INSTRUCTIONS TO FOLLOW: A single figure is expected: how many lines of the data that follows contain the word "spent".
= Beginning of Section =
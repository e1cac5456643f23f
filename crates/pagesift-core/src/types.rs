// SPDX-License-Identifier: PMPL-1.0-or-later
// Copyright (c) 2026 Jonathan D.A. Jewell (hyperpolymath) <jonathan.jewell@open.ac.uk>
//
// Core domain types for page classification, recognition, and scoring.

use std::str::FromStr;

use serde::{Deserialize, Serialize};

use crate::error::PagesiftError;

/// Coarse structural classification of a page.
#[derive(Debug, Clone, Copy, PartialEq, Eq, PartialOrd, Ord, Hash, Serialize, Deserialize)]
#[serde(rename_all = "lowercase")]
pub enum ContentType {
    /// Enough native text that recognition is not required.
    Text,
    /// At least one table region was detected.
    Table,
    /// Embedded images and (almost) no native text, typically a scan.
    Image,
    /// Little native text and nothing else conclusive.
    Mixed,
}

impl ContentType {
    /// Every content type, in declaration order.
    pub const ALL: [ContentType; 4] = [Self::Text, Self::Table, Self::Image, Self::Mixed];

    /// Lowercase keyword used in records, cache keys, and configuration.
    pub fn as_str(&self) -> &'static str {
        match self {
            Self::Text => "text",
            Self::Table => "table",
            Self::Image => "image",
            Self::Mixed => "mixed",
        }
    }
}

impl FromStr for ContentType {
    type Err = PagesiftError;

    fn from_str(s: &str) -> Result<Self, Self::Err> {
        match s.trim().to_ascii_lowercase().as_str() {
            "text" => Ok(Self::Text),
            "table" => Ok(Self::Table),
            "image" => Ok(Self::Image),
            "mixed" => Ok(Self::Mixed),
            other => Err(PagesiftError::Config(format!("unknown content type: {other}"))),
        }
    }
}

impl std::fmt::Display for ContentType {
    fn fmt(&self, f: &mut std::fmt::Formatter<'_>) -> std::fmt::Result {
        f.write_str(self.as_str())
    }
}

/// Result of inspecting a single page. Produced once, never mutated.
#[derive(Debug, Clone, PartialEq, Eq, Serialize, Deserialize)]
pub struct ContentClassification {
    /// Zero-based page index.
    pub page_index: usize,
    pub content_type: ContentType,
    /// Character count of the trimmed native text layer.
    pub native_text_length: usize,
    pub has_tables: bool,
    pub table_count: usize,
    pub has_images: bool,
    pub image_count: usize,
    /// `true` when the native text is shorter than the minimum text length.
    pub needs_ocr: bool,
}

impl ContentClassification {
    /// Classification used when a page probe fails: treat the page as mixed
    /// content and force recognition.
    pub fn degraded(page_index: usize) -> Self {
        Self {
            page_index,
            content_type: ContentType::Mixed,
            native_text_length: 0,
            has_tables: false,
            table_count: 0,
            has_images: false,
            image_count: 0,
            needs_ocr: true,
        }
    }
}

/// Recognition engines pagesift knows how to drive.
#[derive(Debug, Clone, Copy, PartialEq, Eq, Hash, Serialize, Deserialize)]
#[serde(rename_all = "lowercase")]
pub enum EngineKind {
    /// Tesseract via its command-line interface (word-level confidences).
    Tesseract,
    /// PaddleOCR via ONNX Runtime (per-detection probabilities).
    Paddle,
}

impl EngineKind {
    pub fn as_str(&self) -> &'static str {
        match self {
            Self::Tesseract => "tesseract",
            Self::Paddle => "paddle",
        }
    }
}

impl FromStr for EngineKind {
    type Err = PagesiftError;

    fn from_str(s: &str) -> Result<Self, Self::Err> {
        match s.trim().to_ascii_lowercase().as_str() {
            "tesseract" => Ok(Self::Tesseract),
            "paddle" | "paddleocr" => Ok(Self::Paddle),
            other => Err(PagesiftError::Config(format!("unknown engine: {other}"))),
        }
    }
}

impl std::fmt::Display for EngineKind {
    fn fmt(&self, f: &mut std::fmt::Formatter<'_>) -> std::fmt::Result {
        f.write_str(self.as_str())
    }
}

/// A single image transform applied before recognition.
#[derive(Debug, Clone, Copy, PartialEq, Eq, Hash, Serialize, Deserialize)]
#[serde(rename_all = "snake_case")]
pub enum PreprocessStep {
    Deskew,
    NoiseRemoval,
    ContrastEnhancement,
    LineDetection,
}

impl PreprocessStep {
    pub fn as_str(&self) -> &'static str {
        match self {
            Self::Deskew => "deskew",
            Self::NoiseRemoval => "noise_removal",
            Self::ContrastEnhancement => "contrast_enhancement",
            Self::LineDetection => "line_detection",
        }
    }
}

/// Which version of the page image an engine was run against.
#[derive(Debug, Clone, Copy, PartialEq, Eq, Hash, Serialize, Deserialize)]
#[serde(rename_all = "snake_case")]
pub enum VariantKind {
    NoPreprocessing,
    WithPreprocessing,
}

impl VariantKind {
    /// Evaluation order. Also the first half of the scorer's tie-break.
    pub const ALL: [VariantKind; 2] = [Self::NoPreprocessing, Self::WithPreprocessing];

    pub fn as_str(&self) -> &'static str {
        match self {
            Self::NoPreprocessing => "no_preprocessing",
            Self::WithPreprocessing => "with_preprocessing",
        }
    }
}

impl std::fmt::Display for VariantKind {
    fn fmt(&self, f: &mut std::fmt::Formatter<'_>) -> std::fmt::Result {
        f.write_str(self.as_str())
    }
}

/// Output of one engine on one preprocessing variant.
#[derive(Debug, Clone, PartialEq, Serialize, Deserialize)]
pub struct EngineResult {
    #[serde(rename = "engine_name")]
    pub engine: EngineKind,
    pub text: String,
    /// Mean confidence in `[0, 100]`.
    pub confidence: f64,
}

/// All engine results for one preprocessing variant.
#[derive(Debug, Clone, PartialEq, Serialize, Deserialize)]
pub struct VariantResults {
    pub variant: VariantKind,
    pub results: Vec<EngineResult>,
}

/// Best-of-all-candidates extraction result for one page image.
///
/// This is the value memoised by the result cache.
#[derive(Debug, Clone, PartialEq, Serialize, Deserialize)]
pub struct ComprehensiveResult {
    pub best_text: String,
    pub best_confidence: f64,
    /// `"{engine}_{variant}"`, or `"none"` when nothing was meaningful.
    pub best_method: String,
    /// Wall-clock seconds spent on recognition and scoring.
    pub processing_time: f64,
    pub all_variant_results: Vec<VariantResults>,
    pub text_length: usize,
    pub is_meaningful: bool,
    pub document_type: ContentType,
}

/// Extraction method labels carried by [`PageRecord::method`].
pub mod method {
    /// Native text layer was long enough; no recognition performed.
    pub const NATIVE_TEXT: &str = "native_text";
    /// Recognition ran but the native text was longer and won.
    pub const NATIVE: &str = "native";
    /// The page could not be rasterised; the (short) native text is reported.
    pub const NATIVE_FALLBACK: &str = "native_fallback";
    /// The page failed outright; see [`PageRecord::error`](super::PageRecord::error).
    pub const FAILED: &str = "failed";
    /// No candidate passed the meaningful-text filter.
    pub const NONE: &str = "none";
}

/// Rows of cells extracted from one table region.
#[derive(Debug, Clone, Default, PartialEq, Eq, Serialize, Deserialize)]
pub struct TableData {
    pub rows: Vec<Vec<String>>,
}

impl TableData {
    pub fn new(rows: Vec<Vec<String>>) -> Self {
        Self { rows }
    }

    pub fn is_empty(&self) -> bool {
        self.rows.iter().all(|row| row.is_empty())
    }
}

/// Final per-page record handed to downstream document assembly.
#[derive(Debug, Clone, PartialEq, Serialize, Deserialize)]
pub struct PageRecord {
    pub page_index: usize,
    pub text: String,
    pub confidence: f64,
    pub method: String,
    pub content_type: ContentType,
    /// Wall-clock seconds spent on this page.
    pub processing_time: f64,
    /// Captured error text for degraded pages.
    #[serde(default, skip_serializing_if = "Option::is_none")]
    pub error: Option<String>,
    #[serde(default, skip_serializing_if = "Option::is_none")]
    pub classification: Option<ContentClassification>,
    #[serde(default, skip_serializing_if = "Option::is_none")]
    pub ocr_details: Option<ComprehensiveResult>,
}

impl PageRecord {
    /// Record for a page whose processing failed outright.
    pub fn failed(page_index: usize, content_type: ContentType, error: impl Into<String>) -> Self {
        Self {
            page_index,
            text: String::new(),
            confidence: 0.0,
            method: method::FAILED.to_owned(),
            content_type,
            processing_time: 0.0,
            error: Some(error.into()),
            classification: None,
            ocr_details: None,
        }
    }
}

/// Availability report for a configured recognition engine.
#[derive(Debug, Clone, PartialEq, Eq, Serialize, Deserialize)]
pub struct EngineStatus {
    pub engine: EngineKind,
    pub available: bool,
    /// Version string when available, otherwise what is missing.
    pub detail: String,
}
= End of Section =
OUTPUT: 2